*** RECORD EXTRACTS ***

//! varsync CLI - keep DOCVARIABLE values in Word documents in sync
//!
//! Reads and patches closed .docx files, reads Excel cells and ranges, and
//! runs Update All / Excel refresh against a JSON workspace.

mod logger;
mod store;

use clap::{Parser, Subcommand};
use colored::*;
use indicatif::{ProgressBar, ProgressStyle};
use serde::Serialize;
use std::collections::BTreeMap;
use std::path::PathBuf;
use std::time::{SystemTime, UNIX_EPOCH};
use varsync::sync::{
    plan_range_import, plan_update_all, reconcile_document, sync_cell_links, sync_saved_ranges,
    ChangeSource, FileOutcome, OfflineDocument,
};
use varsync::xlsx::IdentityCheck;
use varsync::{normalize_variable_name, RangeOptions, UpdateOptions};

use store::Workspace;

type BoxResult<T> = Result<T, Box<dyn std::error::Error>>;

/// Offline DOCVARIABLE sync for Word documents and Excel workbooks
#[derive(Parser)]
#[command(
    name = "varsync",
    version,
    about = "Sync document variables between Word and Excel files",
    long_about = "varsync - DOCVARIABLE sync without Office.\n\n\
                  Patches docVar definitions and DOCVARIABLE field results inside .docx files, \
                  and reads values from .xlsx/.xlsm workbooks."
)]
struct Cli {
    #[command(subcommand)]
    command: Commands,

    /// Workspace file holding variables, documents and ranges
    #[arg(short, long, global = true, default_value = "varsync.json")]
    workspace: PathBuf,

    /// Print machine-readable JSON
    #[arg(long, global = true)]
    json: bool,

    /// Show debug output
    #[arg(short, long, global = true)]
    verbose: bool,
}

#[derive(Subcommand)]
enum Commands {
    /// Show the variables a document defines and displays
    Vars {
        /// Input .docx file
        input: PathBuf,
    },

    /// Write variable values into a document
    Set {
        /// Input .docx file
        input: PathBuf,

        /// Values as NAME=VALUE
        #[arg(required = true, value_parser = parse_assignment)]
        values: Vec<(String, String)>,

        /// Do not keep a backup copy
        #[arg(long)]
        no_backup: bool,
    },

    /// Reconcile one document against the workspace
    Reconcile {
        /// Input .docx file
        input: PathBuf,

        /// Write the desired values when anything is stale
        #[arg(long)]
        apply: bool,

        /// Do not keep a backup copy
        #[arg(long)]
        no_backup: bool,
    },

    /// List the sheets of a workbook
    Sheets {
        /// Input .xlsx or .xlsm file
        input: PathBuf,
    },

    /// Read one cell
    Cell {
        /// Input .xlsx or .xlsm file
        input: PathBuf,

        /// Sheet name
        sheet: String,

        /// Cell reference (e.g. B5)
        cell: String,
    },

    /// Read a name/value/unit block
    Range {
        /// Input .xlsx or .xlsm file
        input: PathBuf,

        /// Sheet name
        sheet: String,

        /// Top-left cell of the name column (e.g. A2)
        start: String,

        /// Maximum number of rows to examine
        #[arg(long, default_value = "1000")]
        max_rows: u32,

        /// Import the rows into the workspace
        #[arg(long)]
        import: bool,

        /// Save the range in the workspace under this name
        #[arg(long)]
        save: Option<String>,
    },

    /// Show the top-left corner of a sheet
    Preview {
        /// Input .xlsx or .xlsm file
        input: PathBuf,

        /// Sheet name
        sheet: String,

        /// Number of rows
        #[arg(long, default_value = "10")]
        rows: u32,

        /// Number of columns
        #[arg(long, default_value = "6")]
        cols: u32,
    },

    /// Read, create or check a workbook's identity
    Identity {
        /// Input .xlsx or .xlsm file
        input: PathBuf,

        /// Tag the workbook when it has no identity yet
        #[arg(long)]
        create: bool,

        /// Identity the workbook is expected to carry
        #[arg(long, conflicts_with = "create")]
        expect: Option<String>,
    },

    /// Push workspace values into every tracked document
    UpdateAll {
        /// Only show what would change
        #[arg(long)]
        dry_run: bool,

        /// Do not keep backup copies
        #[arg(long)]
        no_backup: bool,
    },

    /// Refresh workspace values from linked cells and saved ranges
    SyncExcel {
        /// Only show what would change
        #[arg(long)]
        dry_run: bool,
    },

    /// Show version information
    Version,
}

fn main() {
    let cli = Cli::parse();
    logger::init(cli.verbose);

    if let Err(e) = run(cli) {
        eprintln!("{}: {}", "Error".red().bold(), e);
        std::process::exit(1);
    }
}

***

**WHAT THE TASK ASKS**. Pull every line that holds the string "verbose" out of the records.

**ANSWER BOX**.
    verbose: bool,
    logger::init(cli.verbose);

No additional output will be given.